Throughout your video I was constantly thinking about many cheap LED bulbs actually having "planned obsolescence" and Clives videos about it. Nice that you brought it up yourself.
And there's a perfect example that LEDs can run almost indefinitely: the "Dubai lamps", manufactured by Philips, with more LEDs than usual, proper heatsinks and a decent controller that runs the LEDs with less current, thus cooler, leading to a hugely increased lifespan. (Clive did quite a few videos about them and how you can "hack" some normal LED bulbs to get on a similar lifespan with only minor loss of brightness)

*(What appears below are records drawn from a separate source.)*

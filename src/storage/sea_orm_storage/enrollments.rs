use super::SeaOrmStorage;
use crate::entity::enrollments::{ActiveModel, Column, Entity as Enrollments};
use crate::entity::instructor_assignments::{
    ActiveModel as InstructorActiveModel, Column as InstructorColumn,
    Entity as InstructorAssignments,
};
use crate::errors::{Result, VocademyError};
use crate::models::{
    PaginationInfo,
    enrollments::{
        entities::{Enrollment, EnrollmentStatus, InstructorAssignment, InstructorRole},
        requests::{EnrollmentListQuery, UpdateEnrollmentRequest},
        responses::EnrollmentListResponse,
    },
};
use sea_orm::{
    ActiveModelTrait, ColumnTrait, EntityTrait, PaginatorTrait, QueryFilter, QueryOrder, Set,
};

impl SeaOrmStorage {
    /// 学生选课，初始状态 active。(course_id, student_id) 唯一约束兜底重复选课
    pub async fn enroll_student_impl(&self, course_id: i64, student_id: i64) -> Result<Enrollment> {
        let now = chrono::Utc::now().timestamp();

        let model = ActiveModel {
            course_id: Set(course_id),
            student_id: Set(student_id),
            status: Set(EnrollmentStatus::Active.to_string()),
            progress: Set(0.0),
            created_at: Set(now),
            updated_at: Set(now),
            ..Default::default()
        };

        let result = model
            .insert(&self.db)
            .await
            .map_err(|e| VocademyError::database_operation(format!("创建选课记录失败: {e}")))?;

        Ok(result.into_enrollment())
    }

    /// 获取选课关系
    pub async fn get_enrollment_impl(
        &self,
        course_id: i64,
        student_id: i64,
    ) -> Result<Option<Enrollment>> {
        let result = Enrollments::find()
            .filter(Column::CourseId.eq(course_id))
            .filter(Column::StudentId.eq(student_id))
            .one(&self.db)
            .await
            .map_err(|e| VocademyError::database_operation(format!("查询选课记录失败: {e}")))?;

        Ok(result.map(|m| m.into_enrollment()))
    }

    /// 更新选课状态/进度（只流转，不删除）
    pub async fn update_enrollment_impl(
        &self,
        course_id: i64,
        student_id: i64,
        update: UpdateEnrollmentRequest,
    ) -> Result<Option<Enrollment>> {
        let existing = self.get_enrollment_impl(course_id, student_id).await?;
        let Some(existing) = existing else {
            return Ok(None);
        };

        let now = chrono::Utc::now().timestamp();

        let mut model = ActiveModel {
            id: Set(existing.id),
            updated_at: Set(now),
            ..Default::default()
        };

        if let Some(status) = update.status {
            model.status = Set(status.to_string());
        }

        if let Some(progress) = update.progress {
            model.progress = Set(progress.clamp(0.0, 100.0));
        }

        model
            .update(&self.db)
            .await
            .map_err(|e| VocademyError::database_operation(format!("更新选课记录失败: {e}")))?;

        self.get_enrollment_impl(course_id, student_id).await
    }

    /// 分页列出课程的选课记录
    pub async fn list_enrollments_with_pagination_impl(
        &self,
        course_id: i64,
        query: EnrollmentListQuery,
    ) -> Result<EnrollmentListResponse> {
        let page = query.pagination.page() as u64;
        let size = query.pagination.size() as u64;

        let mut select = Enrollments::find().filter(Column::CourseId.eq(course_id));

        if let Some(ref status) = query.status {
            select = select.filter(Column::Status.eq(status.to_string()));
        }

        select = select.order_by_desc(Column::CreatedAt);

        let paginator = select.paginate(&self.db, size);
        let total = paginator
            .num_items()
            .await
            .map_err(|e| VocademyError::database_operation(format!("查询选课总数失败: {e}")))?;

        let items = paginator
            .fetch_page(page - 1)
            .await
            .map_err(|e| VocademyError::database_operation(format!("查询选课列表失败: {e}")))?;

        Ok(EnrollmentListResponse {
            items: items.into_iter().map(|m| m.into_enrollment()).collect(),
            pagination: PaginationInfo::new(page as i64, size as i64, total as i64),
        })
    }

    /// 指派授课教师，(course_id, instructor_id) 唯一
    pub async fn assign_instructor_impl(
        &self,
        course_id: i64,
        instructor_id: i64,
        role: InstructorRole,
    ) -> Result<InstructorAssignment> {
        let now = chrono::Utc::now().timestamp();

        let model = InstructorActiveModel {
            course_id: Set(course_id),
            instructor_id: Set(instructor_id),
            role: Set(role.to_string()),
            created_at: Set(now),
            ..Default::default()
        };

        let result = model
            .insert(&self.db)
            .await
            .map_err(|e| VocademyError::database_operation(format!("创建授课记录失败: {e}")))?;

        Ok(result.into_instructor_assignment())
    }

    /// 获取授课关系
    pub async fn get_instructor_assignment_impl(
        &self,
        course_id: i64,
        instructor_id: i64,
    ) -> Result<Option<InstructorAssignment>> {
        let result = InstructorAssignments::find()
            .filter(InstructorColumn::CourseId.eq(course_id))
            .filter(InstructorColumn::InstructorId.eq(instructor_id))
            .one(&self.db)
            .await
            .map_err(|e| VocademyError::database_operation(format!("查询授课记录失败: {e}")))?;

        Ok(result.map(|m| m.into_instructor_assignment()))
    }

    /// 列出课程的授课教师
    pub async fn list_instructors_impl(&self, course_id: i64) -> Result<Vec<InstructorAssignment>> {
        let items = InstructorAssignments::find()
            .filter(InstructorColumn::CourseId.eq(course_id))
            .order_by_asc(InstructorColumn::CreatedAt)
            .all(&self.db)
            .await
            .map_err(|e| VocademyError::database_operation(format!("查询授课列表失败: {e}")))?;

        Ok(items
            .into_iter()
            .map(|m| m.into_instructor_assignment())
            .collect())
    }
}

Dubai lamp is based on glass chip that is impossible to be properly heatsinked. they made it efficient just by using double the filament at the same power level thus increases its efficiency and lifetime. total heat output might be roughly similar since they have the same power. as the driver, i believe there's nothing different compared to their standard deco classic lamp
@@n.shiina8798 LED filaments don't NEED to be heat sinked. The large surface area alone and helium gas fill of the bulb is enough to draw heat away. With appropriate power draw they run for ages just fine. See the video Filament LED Light Bulb: 5 years and Teardown Time
Terrific video. Very accurate. I've been in the lighting industry for 20+ years and you really nailed the key issues. And you are very accurate about the lifespan of LED lamps being largely predicated on cost cutting.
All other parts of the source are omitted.